Problem to work on
Scan the entries that follow for the word "inherited", then report every line in which it appears.

***** Recorded data

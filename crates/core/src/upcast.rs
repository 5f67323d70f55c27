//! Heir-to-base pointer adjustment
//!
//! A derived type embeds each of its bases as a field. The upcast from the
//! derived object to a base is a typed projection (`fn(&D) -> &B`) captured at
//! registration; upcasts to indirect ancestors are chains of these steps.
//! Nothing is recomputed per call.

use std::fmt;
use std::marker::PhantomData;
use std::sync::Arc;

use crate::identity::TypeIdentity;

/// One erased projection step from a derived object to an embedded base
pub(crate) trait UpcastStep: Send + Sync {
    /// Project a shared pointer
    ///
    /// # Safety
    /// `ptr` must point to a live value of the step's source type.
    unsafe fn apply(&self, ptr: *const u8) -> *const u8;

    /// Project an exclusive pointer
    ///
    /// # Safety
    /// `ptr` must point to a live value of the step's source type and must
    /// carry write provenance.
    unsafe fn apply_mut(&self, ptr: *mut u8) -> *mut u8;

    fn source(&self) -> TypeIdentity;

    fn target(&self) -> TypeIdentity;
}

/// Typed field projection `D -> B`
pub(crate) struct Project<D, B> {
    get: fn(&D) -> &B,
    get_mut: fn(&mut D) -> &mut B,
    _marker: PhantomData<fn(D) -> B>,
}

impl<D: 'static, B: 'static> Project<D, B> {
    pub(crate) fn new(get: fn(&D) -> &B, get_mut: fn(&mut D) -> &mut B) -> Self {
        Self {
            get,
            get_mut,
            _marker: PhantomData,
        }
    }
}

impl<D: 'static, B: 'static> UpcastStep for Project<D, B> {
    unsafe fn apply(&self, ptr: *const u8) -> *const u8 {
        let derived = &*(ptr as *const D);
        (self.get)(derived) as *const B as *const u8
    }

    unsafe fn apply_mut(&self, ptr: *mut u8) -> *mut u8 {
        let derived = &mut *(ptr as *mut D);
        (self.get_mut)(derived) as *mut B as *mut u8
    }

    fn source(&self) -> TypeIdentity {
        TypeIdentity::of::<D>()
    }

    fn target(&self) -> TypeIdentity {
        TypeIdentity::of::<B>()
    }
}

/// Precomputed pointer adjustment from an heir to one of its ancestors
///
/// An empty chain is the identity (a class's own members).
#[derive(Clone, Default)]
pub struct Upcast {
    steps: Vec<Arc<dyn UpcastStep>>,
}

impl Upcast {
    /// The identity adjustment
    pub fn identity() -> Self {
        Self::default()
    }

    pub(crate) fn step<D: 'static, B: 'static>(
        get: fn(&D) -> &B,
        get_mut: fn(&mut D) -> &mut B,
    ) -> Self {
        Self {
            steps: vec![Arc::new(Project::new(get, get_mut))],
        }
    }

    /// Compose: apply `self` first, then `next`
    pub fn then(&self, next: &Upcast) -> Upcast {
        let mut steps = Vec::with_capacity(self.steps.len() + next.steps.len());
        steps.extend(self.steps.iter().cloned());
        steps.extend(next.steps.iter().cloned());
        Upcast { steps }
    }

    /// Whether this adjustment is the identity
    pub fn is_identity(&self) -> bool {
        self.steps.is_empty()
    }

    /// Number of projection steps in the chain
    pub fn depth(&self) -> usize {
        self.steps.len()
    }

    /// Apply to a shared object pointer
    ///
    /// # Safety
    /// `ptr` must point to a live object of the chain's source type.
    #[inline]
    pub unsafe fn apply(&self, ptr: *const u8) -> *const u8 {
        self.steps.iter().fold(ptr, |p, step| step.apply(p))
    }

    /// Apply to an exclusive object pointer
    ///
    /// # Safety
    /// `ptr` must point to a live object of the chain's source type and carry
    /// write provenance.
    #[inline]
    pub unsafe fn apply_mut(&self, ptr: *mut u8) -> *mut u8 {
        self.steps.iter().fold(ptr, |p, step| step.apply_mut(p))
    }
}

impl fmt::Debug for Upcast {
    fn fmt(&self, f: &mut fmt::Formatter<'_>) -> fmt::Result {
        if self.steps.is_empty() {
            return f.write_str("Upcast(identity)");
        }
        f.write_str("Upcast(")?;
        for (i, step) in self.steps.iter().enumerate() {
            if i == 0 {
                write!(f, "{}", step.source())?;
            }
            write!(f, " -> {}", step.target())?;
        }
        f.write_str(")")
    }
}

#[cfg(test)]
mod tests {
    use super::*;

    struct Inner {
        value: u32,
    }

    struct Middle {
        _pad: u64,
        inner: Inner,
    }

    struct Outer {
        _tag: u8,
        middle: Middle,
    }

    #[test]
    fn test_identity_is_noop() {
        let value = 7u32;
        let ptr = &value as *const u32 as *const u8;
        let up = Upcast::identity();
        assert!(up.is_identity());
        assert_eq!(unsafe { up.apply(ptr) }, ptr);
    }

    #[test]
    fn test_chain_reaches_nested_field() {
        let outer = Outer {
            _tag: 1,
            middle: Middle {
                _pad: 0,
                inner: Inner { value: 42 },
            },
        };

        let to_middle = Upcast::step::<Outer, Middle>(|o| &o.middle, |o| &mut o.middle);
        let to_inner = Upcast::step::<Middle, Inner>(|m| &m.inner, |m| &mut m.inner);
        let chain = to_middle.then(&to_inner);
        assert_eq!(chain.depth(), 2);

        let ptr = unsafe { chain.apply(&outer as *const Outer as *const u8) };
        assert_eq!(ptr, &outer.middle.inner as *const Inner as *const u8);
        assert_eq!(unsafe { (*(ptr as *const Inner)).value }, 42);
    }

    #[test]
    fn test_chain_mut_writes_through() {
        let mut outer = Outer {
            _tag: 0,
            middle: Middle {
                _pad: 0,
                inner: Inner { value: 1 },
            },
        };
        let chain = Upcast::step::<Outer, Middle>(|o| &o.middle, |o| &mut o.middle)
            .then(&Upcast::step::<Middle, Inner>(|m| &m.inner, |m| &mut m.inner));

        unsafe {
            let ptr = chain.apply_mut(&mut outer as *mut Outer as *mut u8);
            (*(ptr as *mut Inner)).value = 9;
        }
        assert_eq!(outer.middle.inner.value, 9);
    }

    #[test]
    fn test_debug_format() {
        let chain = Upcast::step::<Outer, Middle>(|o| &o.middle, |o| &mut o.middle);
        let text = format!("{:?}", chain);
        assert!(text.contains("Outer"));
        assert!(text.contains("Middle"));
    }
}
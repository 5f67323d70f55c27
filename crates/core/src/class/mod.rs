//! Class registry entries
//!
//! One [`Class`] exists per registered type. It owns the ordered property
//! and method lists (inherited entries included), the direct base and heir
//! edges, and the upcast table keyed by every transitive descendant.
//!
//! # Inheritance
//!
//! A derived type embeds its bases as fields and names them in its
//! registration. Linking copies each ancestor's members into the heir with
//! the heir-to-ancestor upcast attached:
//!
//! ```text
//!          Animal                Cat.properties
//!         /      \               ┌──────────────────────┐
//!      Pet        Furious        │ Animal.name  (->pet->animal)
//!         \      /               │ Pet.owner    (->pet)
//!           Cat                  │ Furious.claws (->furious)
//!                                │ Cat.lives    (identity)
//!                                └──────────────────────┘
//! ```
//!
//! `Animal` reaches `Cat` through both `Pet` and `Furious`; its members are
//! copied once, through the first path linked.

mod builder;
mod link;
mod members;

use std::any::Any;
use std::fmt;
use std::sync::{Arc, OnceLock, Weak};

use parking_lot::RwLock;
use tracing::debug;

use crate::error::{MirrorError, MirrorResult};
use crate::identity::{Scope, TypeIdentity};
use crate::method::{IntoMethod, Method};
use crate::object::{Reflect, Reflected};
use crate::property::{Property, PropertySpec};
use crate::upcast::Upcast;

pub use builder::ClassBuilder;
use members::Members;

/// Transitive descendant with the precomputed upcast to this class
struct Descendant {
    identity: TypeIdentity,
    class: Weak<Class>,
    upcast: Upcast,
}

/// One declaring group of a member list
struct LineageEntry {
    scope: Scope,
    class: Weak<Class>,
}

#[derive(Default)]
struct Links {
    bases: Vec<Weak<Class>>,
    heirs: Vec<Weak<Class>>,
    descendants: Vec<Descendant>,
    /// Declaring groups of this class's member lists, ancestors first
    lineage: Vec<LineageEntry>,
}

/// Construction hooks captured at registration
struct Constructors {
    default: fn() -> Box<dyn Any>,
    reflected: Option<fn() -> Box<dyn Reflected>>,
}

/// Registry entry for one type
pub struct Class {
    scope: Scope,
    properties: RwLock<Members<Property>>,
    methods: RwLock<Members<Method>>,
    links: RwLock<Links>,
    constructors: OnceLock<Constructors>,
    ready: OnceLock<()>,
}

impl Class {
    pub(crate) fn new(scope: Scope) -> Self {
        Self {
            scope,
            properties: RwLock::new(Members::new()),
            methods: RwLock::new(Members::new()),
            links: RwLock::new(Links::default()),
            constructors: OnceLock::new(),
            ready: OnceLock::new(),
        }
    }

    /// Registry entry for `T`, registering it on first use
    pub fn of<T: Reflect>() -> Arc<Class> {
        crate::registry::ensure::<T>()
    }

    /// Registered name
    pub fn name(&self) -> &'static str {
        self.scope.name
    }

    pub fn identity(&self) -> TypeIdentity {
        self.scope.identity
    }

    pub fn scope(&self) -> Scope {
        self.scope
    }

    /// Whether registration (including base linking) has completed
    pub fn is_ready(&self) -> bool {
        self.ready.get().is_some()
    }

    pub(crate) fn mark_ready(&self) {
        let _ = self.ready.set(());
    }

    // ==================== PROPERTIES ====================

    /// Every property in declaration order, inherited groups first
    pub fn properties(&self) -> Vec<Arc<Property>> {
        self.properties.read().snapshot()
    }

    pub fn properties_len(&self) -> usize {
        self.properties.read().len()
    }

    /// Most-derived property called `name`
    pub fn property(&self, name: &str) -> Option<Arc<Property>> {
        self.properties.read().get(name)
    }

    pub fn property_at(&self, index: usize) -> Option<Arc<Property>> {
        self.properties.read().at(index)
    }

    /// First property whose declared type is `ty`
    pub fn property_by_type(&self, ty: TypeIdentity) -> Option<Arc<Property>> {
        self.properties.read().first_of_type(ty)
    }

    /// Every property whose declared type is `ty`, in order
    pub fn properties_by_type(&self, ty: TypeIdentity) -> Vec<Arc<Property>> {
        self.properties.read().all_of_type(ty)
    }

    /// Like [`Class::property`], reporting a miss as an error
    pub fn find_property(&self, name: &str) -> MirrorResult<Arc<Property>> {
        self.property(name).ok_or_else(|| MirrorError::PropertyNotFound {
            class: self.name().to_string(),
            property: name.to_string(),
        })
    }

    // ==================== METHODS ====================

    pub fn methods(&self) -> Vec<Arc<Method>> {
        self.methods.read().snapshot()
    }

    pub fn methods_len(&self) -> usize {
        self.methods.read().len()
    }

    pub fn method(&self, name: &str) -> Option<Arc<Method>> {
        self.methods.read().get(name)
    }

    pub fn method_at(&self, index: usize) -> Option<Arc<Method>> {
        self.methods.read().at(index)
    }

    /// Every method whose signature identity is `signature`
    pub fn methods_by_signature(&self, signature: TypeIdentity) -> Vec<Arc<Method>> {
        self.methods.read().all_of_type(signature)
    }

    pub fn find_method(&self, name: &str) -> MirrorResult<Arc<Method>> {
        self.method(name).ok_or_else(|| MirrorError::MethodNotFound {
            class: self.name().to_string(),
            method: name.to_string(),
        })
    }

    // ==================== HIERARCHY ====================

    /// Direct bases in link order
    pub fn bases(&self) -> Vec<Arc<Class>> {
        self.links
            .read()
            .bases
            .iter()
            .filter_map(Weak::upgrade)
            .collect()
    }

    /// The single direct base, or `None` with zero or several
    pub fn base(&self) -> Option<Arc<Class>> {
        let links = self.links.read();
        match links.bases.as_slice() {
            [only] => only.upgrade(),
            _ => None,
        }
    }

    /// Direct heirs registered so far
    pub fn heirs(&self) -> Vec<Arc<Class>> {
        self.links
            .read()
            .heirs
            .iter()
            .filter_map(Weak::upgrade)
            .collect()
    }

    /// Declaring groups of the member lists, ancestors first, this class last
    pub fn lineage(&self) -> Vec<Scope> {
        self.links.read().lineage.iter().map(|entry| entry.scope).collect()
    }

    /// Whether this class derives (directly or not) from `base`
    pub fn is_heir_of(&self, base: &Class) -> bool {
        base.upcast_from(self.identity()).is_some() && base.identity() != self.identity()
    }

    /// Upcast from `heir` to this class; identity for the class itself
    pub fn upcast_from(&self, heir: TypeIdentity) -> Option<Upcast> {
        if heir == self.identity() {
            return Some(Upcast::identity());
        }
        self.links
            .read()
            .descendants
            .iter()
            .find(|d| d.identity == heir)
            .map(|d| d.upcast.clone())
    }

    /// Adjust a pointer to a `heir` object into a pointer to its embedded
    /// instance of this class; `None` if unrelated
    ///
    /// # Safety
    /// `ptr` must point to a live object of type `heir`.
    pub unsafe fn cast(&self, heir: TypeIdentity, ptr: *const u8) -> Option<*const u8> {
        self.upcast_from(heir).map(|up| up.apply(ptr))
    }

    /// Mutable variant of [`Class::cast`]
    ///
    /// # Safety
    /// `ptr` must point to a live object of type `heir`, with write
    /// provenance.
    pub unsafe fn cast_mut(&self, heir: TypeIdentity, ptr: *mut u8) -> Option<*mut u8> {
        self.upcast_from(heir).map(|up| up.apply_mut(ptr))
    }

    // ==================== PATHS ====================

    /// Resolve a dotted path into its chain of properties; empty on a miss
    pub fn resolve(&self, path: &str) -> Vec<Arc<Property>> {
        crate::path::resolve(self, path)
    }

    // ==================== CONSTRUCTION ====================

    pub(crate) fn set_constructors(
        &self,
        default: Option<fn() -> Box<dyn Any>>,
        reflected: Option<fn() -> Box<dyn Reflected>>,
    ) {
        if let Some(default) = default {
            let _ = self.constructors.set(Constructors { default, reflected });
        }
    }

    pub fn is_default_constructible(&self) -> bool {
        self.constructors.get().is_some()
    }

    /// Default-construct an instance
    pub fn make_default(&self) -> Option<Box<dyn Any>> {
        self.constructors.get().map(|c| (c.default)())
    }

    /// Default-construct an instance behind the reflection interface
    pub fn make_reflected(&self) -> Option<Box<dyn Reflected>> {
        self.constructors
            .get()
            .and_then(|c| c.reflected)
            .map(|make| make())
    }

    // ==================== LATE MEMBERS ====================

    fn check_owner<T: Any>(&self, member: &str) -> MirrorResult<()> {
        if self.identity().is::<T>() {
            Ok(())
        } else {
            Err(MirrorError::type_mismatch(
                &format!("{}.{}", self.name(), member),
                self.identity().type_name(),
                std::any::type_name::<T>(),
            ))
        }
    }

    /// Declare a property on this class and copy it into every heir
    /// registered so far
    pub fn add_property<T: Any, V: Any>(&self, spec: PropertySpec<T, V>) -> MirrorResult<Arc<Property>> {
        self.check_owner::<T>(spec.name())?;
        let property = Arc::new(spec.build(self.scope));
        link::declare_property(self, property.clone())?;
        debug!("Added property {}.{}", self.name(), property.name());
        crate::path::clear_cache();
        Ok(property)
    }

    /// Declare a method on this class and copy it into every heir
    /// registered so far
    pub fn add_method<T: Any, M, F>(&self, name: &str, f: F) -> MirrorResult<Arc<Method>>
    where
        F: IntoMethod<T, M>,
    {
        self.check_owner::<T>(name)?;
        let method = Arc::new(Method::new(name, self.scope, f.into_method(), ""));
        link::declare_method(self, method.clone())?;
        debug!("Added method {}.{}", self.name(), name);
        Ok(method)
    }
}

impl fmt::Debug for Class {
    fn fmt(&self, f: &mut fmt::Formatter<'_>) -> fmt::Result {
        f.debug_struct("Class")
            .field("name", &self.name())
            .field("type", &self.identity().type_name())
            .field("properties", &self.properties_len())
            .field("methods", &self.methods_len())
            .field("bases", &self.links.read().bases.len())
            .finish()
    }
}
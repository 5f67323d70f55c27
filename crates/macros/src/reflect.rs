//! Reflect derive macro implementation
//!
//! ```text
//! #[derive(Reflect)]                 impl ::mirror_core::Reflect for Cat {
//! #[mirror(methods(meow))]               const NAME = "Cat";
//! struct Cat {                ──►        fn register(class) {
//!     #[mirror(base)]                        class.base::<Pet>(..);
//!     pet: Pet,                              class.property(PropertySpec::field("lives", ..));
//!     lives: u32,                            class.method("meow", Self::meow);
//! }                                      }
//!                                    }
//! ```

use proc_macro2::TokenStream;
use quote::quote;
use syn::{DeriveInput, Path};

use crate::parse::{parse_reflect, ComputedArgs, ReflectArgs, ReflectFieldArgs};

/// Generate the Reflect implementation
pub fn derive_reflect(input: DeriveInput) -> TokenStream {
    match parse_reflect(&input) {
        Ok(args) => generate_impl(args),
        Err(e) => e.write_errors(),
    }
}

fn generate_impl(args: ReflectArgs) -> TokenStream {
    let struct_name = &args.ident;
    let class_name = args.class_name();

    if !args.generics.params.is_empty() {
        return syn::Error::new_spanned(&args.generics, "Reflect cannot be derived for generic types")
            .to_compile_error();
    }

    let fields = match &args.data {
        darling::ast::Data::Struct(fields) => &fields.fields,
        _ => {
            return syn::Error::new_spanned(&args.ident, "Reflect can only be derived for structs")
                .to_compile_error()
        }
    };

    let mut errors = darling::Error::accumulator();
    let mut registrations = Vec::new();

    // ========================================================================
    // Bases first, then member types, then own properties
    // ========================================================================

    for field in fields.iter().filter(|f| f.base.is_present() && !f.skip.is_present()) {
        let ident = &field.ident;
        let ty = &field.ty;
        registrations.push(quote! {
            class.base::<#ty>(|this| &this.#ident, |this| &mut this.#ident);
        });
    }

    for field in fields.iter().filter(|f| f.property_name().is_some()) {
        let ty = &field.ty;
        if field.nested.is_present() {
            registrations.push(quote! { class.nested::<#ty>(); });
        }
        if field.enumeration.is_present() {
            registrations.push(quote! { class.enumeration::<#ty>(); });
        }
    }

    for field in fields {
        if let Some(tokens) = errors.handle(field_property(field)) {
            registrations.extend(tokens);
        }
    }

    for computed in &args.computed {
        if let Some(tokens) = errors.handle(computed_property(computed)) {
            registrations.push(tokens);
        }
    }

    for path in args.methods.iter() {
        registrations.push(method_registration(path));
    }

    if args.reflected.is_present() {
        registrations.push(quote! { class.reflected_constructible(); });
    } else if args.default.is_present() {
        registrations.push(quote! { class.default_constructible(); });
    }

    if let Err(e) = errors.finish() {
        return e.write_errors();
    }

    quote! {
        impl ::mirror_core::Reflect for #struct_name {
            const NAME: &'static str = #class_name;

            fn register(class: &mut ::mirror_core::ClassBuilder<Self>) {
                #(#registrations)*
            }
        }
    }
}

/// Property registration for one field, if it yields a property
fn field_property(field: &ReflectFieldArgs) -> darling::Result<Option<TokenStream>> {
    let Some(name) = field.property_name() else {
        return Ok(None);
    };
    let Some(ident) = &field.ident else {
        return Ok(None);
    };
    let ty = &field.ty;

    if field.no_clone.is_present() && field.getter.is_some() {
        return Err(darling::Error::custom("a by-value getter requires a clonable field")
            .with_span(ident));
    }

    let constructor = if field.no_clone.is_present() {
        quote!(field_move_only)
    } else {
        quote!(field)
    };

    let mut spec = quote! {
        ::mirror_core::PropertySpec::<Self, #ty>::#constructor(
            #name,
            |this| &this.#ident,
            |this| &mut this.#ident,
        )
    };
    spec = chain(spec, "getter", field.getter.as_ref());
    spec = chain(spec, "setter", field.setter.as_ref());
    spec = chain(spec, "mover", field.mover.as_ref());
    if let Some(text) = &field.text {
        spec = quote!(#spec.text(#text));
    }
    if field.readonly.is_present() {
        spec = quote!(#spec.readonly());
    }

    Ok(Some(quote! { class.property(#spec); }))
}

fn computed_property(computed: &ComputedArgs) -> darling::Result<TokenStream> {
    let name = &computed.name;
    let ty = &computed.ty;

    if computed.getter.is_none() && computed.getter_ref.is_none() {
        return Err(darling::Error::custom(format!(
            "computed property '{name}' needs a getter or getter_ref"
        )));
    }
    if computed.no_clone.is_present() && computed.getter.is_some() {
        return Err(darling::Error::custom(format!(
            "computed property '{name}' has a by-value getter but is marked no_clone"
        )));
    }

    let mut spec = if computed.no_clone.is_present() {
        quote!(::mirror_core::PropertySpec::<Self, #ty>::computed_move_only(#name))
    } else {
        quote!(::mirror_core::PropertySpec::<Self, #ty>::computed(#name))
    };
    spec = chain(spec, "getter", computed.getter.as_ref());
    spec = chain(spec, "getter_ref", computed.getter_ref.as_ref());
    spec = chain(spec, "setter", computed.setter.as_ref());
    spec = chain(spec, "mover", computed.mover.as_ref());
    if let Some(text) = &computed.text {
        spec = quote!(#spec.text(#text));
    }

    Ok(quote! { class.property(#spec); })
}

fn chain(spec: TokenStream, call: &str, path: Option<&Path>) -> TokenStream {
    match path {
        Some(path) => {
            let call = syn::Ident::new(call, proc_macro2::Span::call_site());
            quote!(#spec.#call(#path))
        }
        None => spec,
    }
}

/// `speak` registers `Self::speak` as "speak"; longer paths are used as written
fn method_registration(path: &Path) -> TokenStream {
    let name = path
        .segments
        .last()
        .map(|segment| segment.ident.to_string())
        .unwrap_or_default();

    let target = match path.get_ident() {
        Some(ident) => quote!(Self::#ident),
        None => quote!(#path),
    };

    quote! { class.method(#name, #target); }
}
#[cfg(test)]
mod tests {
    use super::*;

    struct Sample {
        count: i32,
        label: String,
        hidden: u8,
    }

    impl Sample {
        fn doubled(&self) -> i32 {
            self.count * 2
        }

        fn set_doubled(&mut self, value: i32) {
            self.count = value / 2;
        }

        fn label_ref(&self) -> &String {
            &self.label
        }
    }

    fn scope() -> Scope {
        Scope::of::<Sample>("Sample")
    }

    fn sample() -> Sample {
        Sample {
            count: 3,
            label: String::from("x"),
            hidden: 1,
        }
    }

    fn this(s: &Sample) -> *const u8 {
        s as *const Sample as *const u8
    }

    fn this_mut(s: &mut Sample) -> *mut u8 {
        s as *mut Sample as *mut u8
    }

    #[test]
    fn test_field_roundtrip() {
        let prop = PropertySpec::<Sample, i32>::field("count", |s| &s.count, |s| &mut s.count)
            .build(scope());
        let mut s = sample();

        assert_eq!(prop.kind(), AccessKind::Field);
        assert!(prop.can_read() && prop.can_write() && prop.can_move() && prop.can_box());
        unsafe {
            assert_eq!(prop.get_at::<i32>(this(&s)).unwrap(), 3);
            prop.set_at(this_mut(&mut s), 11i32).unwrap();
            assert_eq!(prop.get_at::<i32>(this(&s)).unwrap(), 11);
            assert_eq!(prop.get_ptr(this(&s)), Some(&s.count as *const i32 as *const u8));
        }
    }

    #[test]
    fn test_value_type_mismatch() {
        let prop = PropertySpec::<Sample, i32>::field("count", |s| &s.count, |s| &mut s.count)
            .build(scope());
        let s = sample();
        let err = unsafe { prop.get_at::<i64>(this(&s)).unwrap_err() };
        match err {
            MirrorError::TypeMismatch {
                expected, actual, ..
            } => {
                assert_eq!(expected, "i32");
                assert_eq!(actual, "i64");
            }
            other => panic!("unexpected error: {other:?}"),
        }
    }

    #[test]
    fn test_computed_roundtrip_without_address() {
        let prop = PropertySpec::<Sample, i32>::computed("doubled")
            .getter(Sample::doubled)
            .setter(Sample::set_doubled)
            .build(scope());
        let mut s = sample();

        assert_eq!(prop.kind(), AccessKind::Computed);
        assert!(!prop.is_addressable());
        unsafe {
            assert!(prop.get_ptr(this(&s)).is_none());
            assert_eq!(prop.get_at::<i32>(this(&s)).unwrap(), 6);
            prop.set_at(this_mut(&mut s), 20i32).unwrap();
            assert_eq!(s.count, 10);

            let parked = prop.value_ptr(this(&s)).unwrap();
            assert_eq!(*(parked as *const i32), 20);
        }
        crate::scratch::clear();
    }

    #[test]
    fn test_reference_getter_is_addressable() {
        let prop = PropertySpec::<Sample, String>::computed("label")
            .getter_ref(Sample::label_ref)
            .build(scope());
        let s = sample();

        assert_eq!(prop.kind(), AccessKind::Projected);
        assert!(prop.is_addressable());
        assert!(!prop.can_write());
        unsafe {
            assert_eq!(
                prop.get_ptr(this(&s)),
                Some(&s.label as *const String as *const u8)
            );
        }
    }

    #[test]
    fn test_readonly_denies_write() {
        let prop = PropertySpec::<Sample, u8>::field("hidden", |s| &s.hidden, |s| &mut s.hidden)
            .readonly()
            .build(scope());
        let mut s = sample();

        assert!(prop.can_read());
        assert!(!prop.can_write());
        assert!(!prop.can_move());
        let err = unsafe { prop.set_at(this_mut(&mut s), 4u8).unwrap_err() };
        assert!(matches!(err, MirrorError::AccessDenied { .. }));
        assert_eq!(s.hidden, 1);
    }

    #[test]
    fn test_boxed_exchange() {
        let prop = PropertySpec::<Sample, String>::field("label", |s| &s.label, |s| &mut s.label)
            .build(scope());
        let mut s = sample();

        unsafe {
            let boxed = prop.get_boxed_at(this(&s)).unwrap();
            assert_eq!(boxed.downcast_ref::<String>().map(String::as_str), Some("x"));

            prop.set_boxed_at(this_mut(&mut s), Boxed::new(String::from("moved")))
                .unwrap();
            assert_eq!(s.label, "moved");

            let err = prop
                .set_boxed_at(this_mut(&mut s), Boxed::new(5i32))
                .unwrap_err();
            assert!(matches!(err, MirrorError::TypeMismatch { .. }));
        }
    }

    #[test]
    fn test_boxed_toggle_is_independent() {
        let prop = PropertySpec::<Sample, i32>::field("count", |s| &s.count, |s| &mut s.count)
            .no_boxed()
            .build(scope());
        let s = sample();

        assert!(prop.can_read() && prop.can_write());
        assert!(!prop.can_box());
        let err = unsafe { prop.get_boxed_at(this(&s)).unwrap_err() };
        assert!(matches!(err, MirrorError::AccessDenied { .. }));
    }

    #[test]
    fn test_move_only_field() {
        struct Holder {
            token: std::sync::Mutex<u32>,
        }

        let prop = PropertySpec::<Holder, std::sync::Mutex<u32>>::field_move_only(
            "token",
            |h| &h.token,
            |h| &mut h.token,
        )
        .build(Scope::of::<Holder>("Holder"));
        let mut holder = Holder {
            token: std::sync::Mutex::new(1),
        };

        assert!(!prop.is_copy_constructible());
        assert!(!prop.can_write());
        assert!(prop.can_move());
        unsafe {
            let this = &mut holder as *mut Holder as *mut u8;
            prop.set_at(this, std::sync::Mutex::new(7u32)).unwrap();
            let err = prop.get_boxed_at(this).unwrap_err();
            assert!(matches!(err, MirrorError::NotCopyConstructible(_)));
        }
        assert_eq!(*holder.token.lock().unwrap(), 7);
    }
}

**********

Exercise output
//! and method lists (inherited entries included), the direct base and heir
    /// Every property in declaration order, inherited groups first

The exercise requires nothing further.